Belady cautiously pointed out that Microsoft was still “agnostic” towards the type of liquid cooling technology it would choose for extensive application. He and his colleagues, including Husama Alissa, chief engineer, and Brandon Rubenstein, senior director of server and infrastructure development management and engineering, began working with liquid cooling many years ago. Noticing the trends in processor design, they wanted to be sufficiently familiar with the available server cooling alternatives by the time the power consumption of an individual chip reached the limit of what air cooling technology could handle. “We’re not reaching the limits yet,” Belady said, “but we see it coming soon.”

Gene Twedt for MicrosoftIoannis Manousakis, Chief Software Engineer at Azure (left) and Husam Alissa, Chief Hardware Engineer at Microsoft’s Advanced Data Center Development Team (right).

Ioannis Manousakis, Chief Software Engineer with Azure (left) and Husam Alissa, Chief Hardware Engineer from Microsoft’s Advanced Data Center Development Team (right), inspect the inside of a two-phase submersible cooling tank in Microsoft’s data center.

If not in five, then in 10 years, we’ll see fully liquid-cooled data centers become mainstream, not a niche phenomenon seen only in the world of supercomputers and bitcoin mining, he estimates. Even if in five years all servers are available with liquid cooling, you will still have to wait a few years for the old, air-cooled, to age.

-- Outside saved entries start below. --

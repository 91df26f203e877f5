//! Model pricing table
//!
//! Prices are USD per 1000 tokens. Lookup is case-insensitive substring
//! matching on the model id, so "claude-sonnet-4.5" and "CLAUDE-3-HAIKU"
//! both resolve to the claude entry. Unknown models fall back to a
//! conservative default.

use serde::{Deserialize, Serialize};

/// USD per 1000 tokens for one model family
#[derive(Debug, Clone, Copy, PartialEq, Serialize, Deserialize)]
pub struct ModelPricing {
    pub input: f64,
    pub output: f64,
}

const CLAUDE: ModelPricing = ModelPricing {
    input: 0.003,
    output: 0.015,
};

const GPT_4O: ModelPricing = ModelPricing {
    input: 0.0025,
    output: 0.01,
};

const GEMINI: ModelPricing = ModelPricing {
    input: 0.00125,
    output: 0.005,
};

/// Fallback pricing for model ids no family matches.
pub const DEFAULT_PRICING: ModelPricing = ModelPricing {
    input: 0.002,
    output: 0.008,
};

impl ModelPricing {
    /// Resolve the pricing for a model id.
    pub fn for_model(model: &str) -> ModelPricing {
        let id = model.to_lowercase();
        if id.contains("claude") {
            CLAUDE
        } else if id.contains("gpt-4o") {
            GPT_4O
        } else if id.contains("gemini") {
            GEMINI
        } else {
            DEFAULT_PRICING
        }
    }

    /// USD for a concrete token count.
    pub fn cost(&self, input_tokens: u64, output_tokens: u64) -> f64 {
        (input_tokens as f64 / 1000.0) * self.input + (output_tokens as f64 / 1000.0) * self.output
    }
}
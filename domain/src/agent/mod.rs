//! Expert agent identities
//!
//! An [`Agent`] is a named expert persona bound to a specific model and
//! provider. The panel is fixed at construction time; agents never mutate.

use serde::{Deserialize, Serialize};

/// Identifier of an agent within the panel (its display name)
pub type AgentId = String;

/// A named expert persona with a fixed system prompt (Value Object)
#[derive(Debug, Clone, PartialEq, Eq, Serialize, Deserialize)]
pub struct Agent {
    /// Display name, unique within the panel (e.g., "SecExpert")
    pub name: String,
    /// One-line description of the expert's leaning
    pub role: String,
    /// Model identifier (e.g., "claude-sonnet-4.5")
    pub model: String,
    /// Provider handle the hedged request manager resolves (e.g., "anthropic")
    pub provider: String,
    /// System prompt establishing the persona
    pub system_prompt: String,
}

impl Agent {
    pub fn new(
        name: impl Into<String>,
        role: impl Into<String>,
        model: impl Into<String>,
        provider: impl Into<String>,
        system_prompt: impl Into<String>,
    ) -> Self {
        Self {
            name: name.into(),
            role: role.into(),
            model: model.into(),
            provider: provider.into(),
            system_prompt: system_prompt.into(),
        }
    }

    /// The default three-expert panel: security, architecture, pragmatism.
    pub fn default_panel() -> Vec<Agent> {
        vec![
            Agent::new(
                "SecExpert",
                "Security-leaning reviewer focused on threat surface and failure modes",
                "claude-sonnet-4.5",
                "anthropic",
                "You are a senior security engineer. Evaluate every proposal for \
                 attack surface, blast radius, and failure modes before anything else.",
            ),
            Agent::new(
                "Architect",
                "Architecture-leaning reviewer focused on long-term structure",
                "gpt-4o",
                "openai",
                "You are a principal software architect. Evaluate proposals for \
                 coupling, evolvability, and operational complexity over a 3-year horizon.",
            ),
            Agent::new(
                "Pragmatist",
                "Pragmatism-leaning reviewer focused on shipping and simplicity",
                "gemini-2.5-pro",
                "google",
                "You are a pragmatic staff engineer. Favor the simplest approach \
                 that ships this quarter and can be maintained by a small team.",
            ),
        ]
    }

    /// The designated arbiter used for Synthesis, Cross-Exam synthesis and
    /// Verdict rounds.
    pub fn default_judge() -> Agent {
        Agent::new(
            "Judge",
            "Arbiter synthesizing the panel's positions into a decision",
            "gpt-4o",
            "openai",
            "You are an impartial arbiter. Weigh well-reasoned arguments \
             regardless of source and commit to clear, structured output.",
        )
    }
}

impl std::fmt::Display for Agent {
    fn fmt(&self, f: &mut std::fmt::Formatter<'_>) -> std::fmt::Result {
        write!(f, "{} ({})", self.name, self.model)
    }
}
//! Persistent configuration port for the cost gate.

use conclave_domain::ConsultError;

/// Default auto-approve threshold in USD.
pub const DEFAULT_ALWAYS_ALLOW_UNDER: f64 = 0.50;

/// Port over the global config file.
///
/// Implementations must persist atomically (temp file + rename) and treat
/// a corrupted existing file as empty, preserving unrelated keys on save.
pub trait ConfigStore: Send + Sync {
    /// Current auto-approve threshold; the default when unset.
    fn always_allow_under(&self) -> f64;

    /// Persist a new threshold.
    fn save_always_allow_under(&self, threshold: f64) -> Result<(), ConsultError>;
}

/// In-memory store used in tests and `--no-config` runs.
pub struct MemoryConfigStore {
    threshold: std::sync::RwLock<f64>,
}

impl MemoryConfigStore {
    pub fn new(threshold: f64) -> Self {
        Self {
            threshold: std::sync::RwLock::new(threshold),
        }
    }
}

impl Default for MemoryConfigStore {
    fn default() -> Self {
        Self::new(DEFAULT_ALWAYS_ALLOW_UNDER)
    }
}

impl ConfigStore for MemoryConfigStore {
    fn always_allow_under(&self) -> f64 {
        *self.threshold.read().expect("config lock poisoned")
    }

    fn save_always_allow_under(&self, threshold: f64) -> Result<(), ConsultError> {
        *self.threshold.write().expect("config lock poisoned") = threshold;
        Ok(())
    }
}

Alissa and Rubenstein presented the results of their experiments with multiple liquid cooling technologies at the 2019 OCP Summit, the annual hardware and infrastructure design conference of the Open Compute Hardware and Infrastructure Design Project in San Jose. Their presentation included two-phase immersion, single-phase immersion (where hydrocarbon fluid circulates between the hardware and the heat exchanger) and a cold plate (where the traditional motherboard heatsink is replaced by a flat rectangular part of thermal conductivity metal containing tiny tubes that enter and exit the coolant). refrigeration distribution unit shared by all servers in the rack).

They found a lot they liked about both immersion and cold plate design, Belady said. Both allow you to run the server much warmer than it cools the air, and both allow you to get rid of server fans. One area where immersion really wins is the range of computer muscle thickening that makes it possible. “It allows us to really thicken,” he said. “More circles per volume.”

But, “we’re kind of agnostic still in the direction and we see a future where the two will exist together.” The data center-level infrastructure that supports all of this would be the same. The important thing here is that instead of struggling to squeeze every last drop in efficiency out of air-based cooling – a struggle that has now crossed the threshold of reducing returns, Belady admitted – computer designers are just beginning to exploit the cooling capacity of liquids.

What is the PUE of the tank, we asked? “Oh, it’s close to 1,” Belady replied.